Garnet Fraser will take his shockingly deep well of salacious celeb knowledge and gleeful eye for sharp breaking news to his new role as deputy entertainment editor. Having come to the Star from points west in 2000, Garnet has toggled back and forth between editing news and entertainment since then, often scheming to get a byline on the side in now-defunct sections such as boom, ID, Buzz and Metropolis. (He might be something of a jinx.) Amid his adventures in city news assigning and editing, including writing the most entertaining turn notes in the building, he kept his hand in the ent world recently by creating the weekly Stargazing spread. He looks forward to his third full-time stint in the department.His new role begins in January.

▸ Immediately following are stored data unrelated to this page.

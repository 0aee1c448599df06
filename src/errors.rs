//! Error types with diagnostic codes using miette
//!
//! Every failure is local to one widget instance and is never retried by the
//! engine: callers get the error back synchronously and nothing is rendered.

use std::fmt;

use miette::Diagnostic;
use thiserror::Error;

use crate::types::NumericError;

/// Result alias used throughout the crate
pub type WidgetResult<T> = Result<T, WidgetError>;

/// Location of a value inside a props object, e.g. `data[2].value`.
#[derive(Debug, Clone, PartialEq, Eq, Default)]
pub struct FieldPath(String);

impl FieldPath {
    /// The props object itself
    pub fn root() -> Self {
        Self(String::new())
    }

    /// Path to a named key below this one
    pub fn key(&self, name: &str) -> Self {
        if self.0.is_empty() {
            Self(name.to_string())
        } else {
            Self(format!("{}.{}", self.0, name))
        }
    }

    /// Path to an array element below this one
    pub fn index(&self, i: usize) -> Self {
        Self(format!("{}[{}]", self.0, i))
    }

    pub fn as_str(&self) -> &str {
        &self.0
    }
}

impl fmt::Display for FieldPath {
    fn fmt(&self, f: &mut fmt::Formatter<'_>) -> fmt::Result {
        if self.0.is_empty() {
            f.write_str("(root)")
        } else {
            f.write_str(&self.0)
        }
    }
}

/// One failing field found during validation
#[derive(Debug, Clone, PartialEq, Eq)]
pub struct FieldIssue {
    pub path: FieldPath,
    pub message: String,
}

impl FieldIssue {
    pub fn new(path: FieldPath, message: impl Into<String>) -> Self {
        Self {
            path,
            message: message.into(),
        }
    }
}

impl fmt::Display for FieldIssue {
    fn fmt(&self, f: &mut fmt::Formatter<'_>) -> fmt::Result {
        write!(f, "{}: {}", self.path, self.message)
    }
}

/// Schema rejection listing every failing field, not just the first
#[derive(Error, Diagnostic, Debug, Clone, PartialEq)]
#[error("invalid props for widget `{widget_type}`:{}", render_issues(.issues))]
#[diagnostic(
    code(widgets::validation),
    help("every field is mandatory and unknown keys are rejected")
)]
pub struct ValidationError {
    pub widget_type: String,
    pub issues: Vec<FieldIssue>,
}

impl ValidationError {
    /// Paths of all failing fields, in discovery order
    pub fn paths(&self) -> Vec<&str> {
        self.issues.iter().map(|i| i.path.as_str()).collect()
    }
}

fn render_issues(issues: &[FieldIssue]) -> String {
    let mut out = String::new();
    for issue in issues {
        out.push_str("\n  - ");
        out.push_str(&issue.to_string());
    }
    out
}

/// Errors raised by `generate` and friends
#[derive(Error, Diagnostic, Debug, Clone, PartialEq)]
pub enum WidgetError {
    #[error(transparent)]
    #[diagnostic(transparent)]
    Validation(#[from] ValidationError),

    #[error("unknown widget type: {type_name}")]
    #[diagnostic(code(widgets::unknown_type))]
    UnknownWidgetType {
        type_name: String,
        #[help]
        suggestion: Option<String>,
    },

    #[error("invalid range for {context} (min {min}, max {max})")]
    #[diagnostic(code(widgets::invalid_range))]
    InvalidRange {
        context: String,
        min: f64,
        max: f64,
    },

    #[error("invalid dimensions for {context}: {reason}")]
    #[diagnostic(code(widgets::invalid_dimensions))]
    InvalidDimensions { context: String, reason: String },

    #[error("internal generator failure in {context}: {source}")]
    #[diagnostic(code(widgets::internal))]
    Internal {
        context: String,
        #[source]
        source: NumericError,
    },
}

impl WidgetError {
    pub(crate) fn invalid_range(context: impl Into<String>, min: f64, max: f64) -> Self {
        WidgetError::InvalidRange {
            context: context.into(),
            min,
            max,
        }
    }

    pub(crate) fn invalid_dimensions(context: impl Into<String>, reason: impl Into<String>) -> Self {
        WidgetError::InvalidDimensions {
            context: context.into(),
            reason: reason.into(),
        }
    }

    /// Stable machine-readable name of the error kind
    pub fn kind(&self) -> &'static str {
        match self {
            WidgetError::Validation(_) => "ValidationError",
            WidgetError::UnknownWidgetType { .. } => "ErrUnknownWidgetType",
            WidgetError::InvalidRange { .. } => "ErrInvalidRange",
            WidgetError::InvalidDimensions { .. } => "ErrInvalidDimensions",
            WidgetError::Internal { .. } => "GeneratorInternalError",
        }
    }
}

#[cfg(test)]
mod tests {
    use super::*;

    #[test]
    fn field_paths_compose() {
        let p = FieldPath::root().key("data").index(2).key("value");
        assert_eq!(p.as_str(), "data[2].value");
        assert_eq!(FieldPath::root().to_string(), "(root)");
    }

    #[test]
    fn validation_error_lists_every_issue() {
        let err = ValidationError {
            widget_type: "barChart".into(),
            issues: vec![
                FieldIssue::new(FieldPath::root().key("width"), "required"),
                FieldIssue::new(FieldPath::root().key("extra"), "unrecognized key"),
            ],
        };
        let msg = err.to_string();
        assert!(msg.contains("width: required"));
        assert!(msg.contains("extra: unrecognized key"));
        assert_eq!(err.paths(), vec!["width", "extra"]);
    }
}
//! SVG element construction and serialization helpers

use std::fmt::Write as _;

/// A single SVG element with attributes in insertion order.
///
/// Attribute order is preserved so that output is byte-stable.
#[derive(Debug, Clone, PartialEq)]
pub struct Element {
    name: &'static str,
    attrs: Vec<(&'static str, String)>,
    content: Option<String>,
}

impl Element {
    pub fn new(name: &'static str) -> Self {
        Self {
            name,
            attrs: Vec::new(),
            content: None,
        }
    }

    /// Add a string attribute. The value is escaped on output.
    pub fn attr(mut self, key: &'static str, value: impl Into<String>) -> Self {
        self.attrs.push((key, value.into()));
        self
    }

    /// Add a numeric attribute formatted with [`fmt_num`].
    pub fn num(self, key: &'static str, value: f64) -> Self {
        self.attr(key, fmt_num(value))
    }

    /// Add an attribute only when `value` is present.
    pub fn attr_opt(self, key: &'static str, value: Option<&str>) -> Self {
        match value {
            Some(v) => self.attr(key, v),
            None => self,
        }
    }

    /// Set escaped text content.
    pub fn text(mut self, content: &str) -> Self {
        self.content = Some(escape(content));
        self
    }

    pub fn name(&self) -> &'static str {
        self.name
    }

    /// Write only the opening tag, for containers closed by the caller.
    pub fn write_open_to(&self, out: &mut String) {
        self.write_attrs_to(out);
        out.push('>');
    }

    fn write_attrs_to(&self, out: &mut String) {
        out.push('<');
        out.push_str(self.name);
        for (key, value) in &self.attrs {
            let _ = write!(out, " {}=\"{}\"", key, escape(value));
        }
    }

    pub fn write_to(&self, out: &mut String) {
        self.write_attrs_to(out);
        match &self.content {
            Some(content) => {
                out.push('>');
                out.push_str(content);
                let _ = write!(out, "</{}>", self.name);
            }
            None => out.push_str("/>"),
        }
    }

    pub fn render(&self) -> String {
        let mut out = String::new();
        self.write_to(&mut out);
        out
    }
}

/// Build a `points` attribute value from pixel coordinates.
pub fn points_attr(points: &[(f64, f64)]) -> String {
    let mut out = String::new();
    for (i, (x, y)) in points.iter().enumerate() {
        if i > 0 {
            out.push(' ');
        }
        let _ = write!(out, "{},{}", fmt_num(*x), fmt_num(*y));
    }
    out
}

/// Escape text for use in XML/HTML content and attribute values.
///
/// Caller strings are untrusted, so entities are never passed through.
pub fn escape(s: &str) -> String {
    let mut result = String::with_capacity(s.len());
    for c in s.chars() {
        match c {
            '&' => result.push_str("&amp;"),
            '<' => result.push_str("&lt;"),
            '>' => result.push_str("&gt;"),
            '"' => result.push_str("&quot;"),
            '\'' => result.push_str("&#39;"),
            _ => result.push(c),
        }
    }
    result
}

/// Format a number with 6 significant figures, trailing zeros trimmed.
pub fn fmt_num(value: f64) -> String {
    fmt_num_precision(value, 6)
}

/// Format a number with specified significant figures, trailing zeros trimmed.
fn fmt_num_precision(value: f64, sig_figs: i32) -> String {
    if value == 0.0 || !value.is_finite() {
        return "0".to_string();
    }

    // Round to specified significant figures
    let abs_val = value.abs();
    let magnitude = abs_val.log10().floor() as i32;
    let scale = 10_f64.powi(sig_figs - 1 - magnitude);
    let rounded = (value * scale).round() / scale;
    if rounded == 0.0 {
        return "0".to_string();
    }

    // Format with enough decimal places, then trim
    let decimals = (sig_figs - 1 - magnitude).max(0) as usize;
    let s = format!("{:.prec$}", rounded, prec = decimals);
    if s.contains('.') {
        let s = s.trim_end_matches('0');
        s.trim_end_matches('.').to_string()
    } else {
        s
    }
}

#[cfg(test)]
mod tests {
    use super::*;

    #[test]
    fn numbers_are_trimmed() {
        assert_eq!(fmt_num(74.0), "74");
        assert_eq!(fmt_num(0.1 * 3.0), "0.3");
        assert_eq!(fmt_num(-0.0), "0");
        assert_eq!(fmt_num(123.456789), "123.457");
        assert_eq!(fmt_num(-2.5), "-2.5");
        assert_eq!(fmt_num(1500.0), "1500");
    }

    #[test]
    fn elements_escape_values() {
        let el = Element::new("text")
            .num("x", 10.0)
            .attr("fill", "red\"><script>")
            .text("a < b & c");
        assert_eq!(
            el.render(),
            "<text x=\"10\" fill=\"red&quot;&gt;&lt;script&gt;\">a &lt; b &amp; c</text>"
        );
    }

    #[test]
    fn empty_elements_self_close() {
        let el = Element::new("circle").num("cx", 1.0).num("cy", 2.0).num("r", 3.0);
        assert_eq!(el.render(), "<circle cx=\"1\" cy=\"2\" r=\"3\"/>");
    }

    #[test]
    fn points_are_space_separated() {
        assert_eq!(points_attr(&[(0.0, 1.5), (2.0, 3.0)]), "0,1.5 2,3");
    }
}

Alex Ballingall will join our mighty Ottawa bureau, where presumably they will help reveal to him the arcane arts of federal politics and he will reveal to them the admirable Ballingall chill.  Alex came to the Star as an intern in September 2012. Since: then he helped snap photos of dignitaries and CFL fans with Vinnie Talotta at the 100th Grey Cup, took part in a lengthy series of stories on Ontario’s unlicensed daycare system, covered the aftermath of the L’Isle-Verte seniors’ home fire, reported on the 2014 Quebec provincial election, and did a stint in sports covering basketball and was part of the Star’s Pan Am Games reporting squad. He has a penchant for weird stories and features. Some of the standouts include the story of the Wagner twins and their search for liver transplants, the controversial origin story of the pool noddle (sorry, “water woggle”), the three-part saga of a pizza war in Vaughan, and most recently, the long tale of a schizophrenic stabber Sean Clifton’s journey toward redemption. I am truly excited to see Alex bring his tremendous talent and story sensibility to the Ottawa file. And the inevitable confusion caused by having two people named Alex B in the bureau.

He starts his new role in January.

Ray Beauchemin will deepen his crucial role on the news desk as deputy news editor. Ray brings more than (mumble mumble) years of journalism to the role, and has been at the Star for more than a year. He arrived here after 10-plus years as foreign editor of the Montreal Gazette, running the foreign desk of The National in Abu Dhabi. Upon his return to Canada, he became news editor of Postmedia Editorial Services in Hamilton. Having worked both sides in the business — newsroom and centralized editing — gives him a unique perspective on print production. He will do a terrific job standing guard for our journalism in print amid the challenging and ongoing transition of the desk as part of the newsroom reshaping. The position starts immediately.

These moves are the latest in a long line of new opportunities in the newsroom over the past couple of months. Your participation in the town halls, the more than 100 one-on-one meetings and emailed insights have been crucial. You have helped create a more agile, platform-neutral newsroom focused on mission-critical journalism that tells the stories of our city and makes a difference. Thank you very much for all your many important insights.

We are poised to have a terrific and ambitious 2017.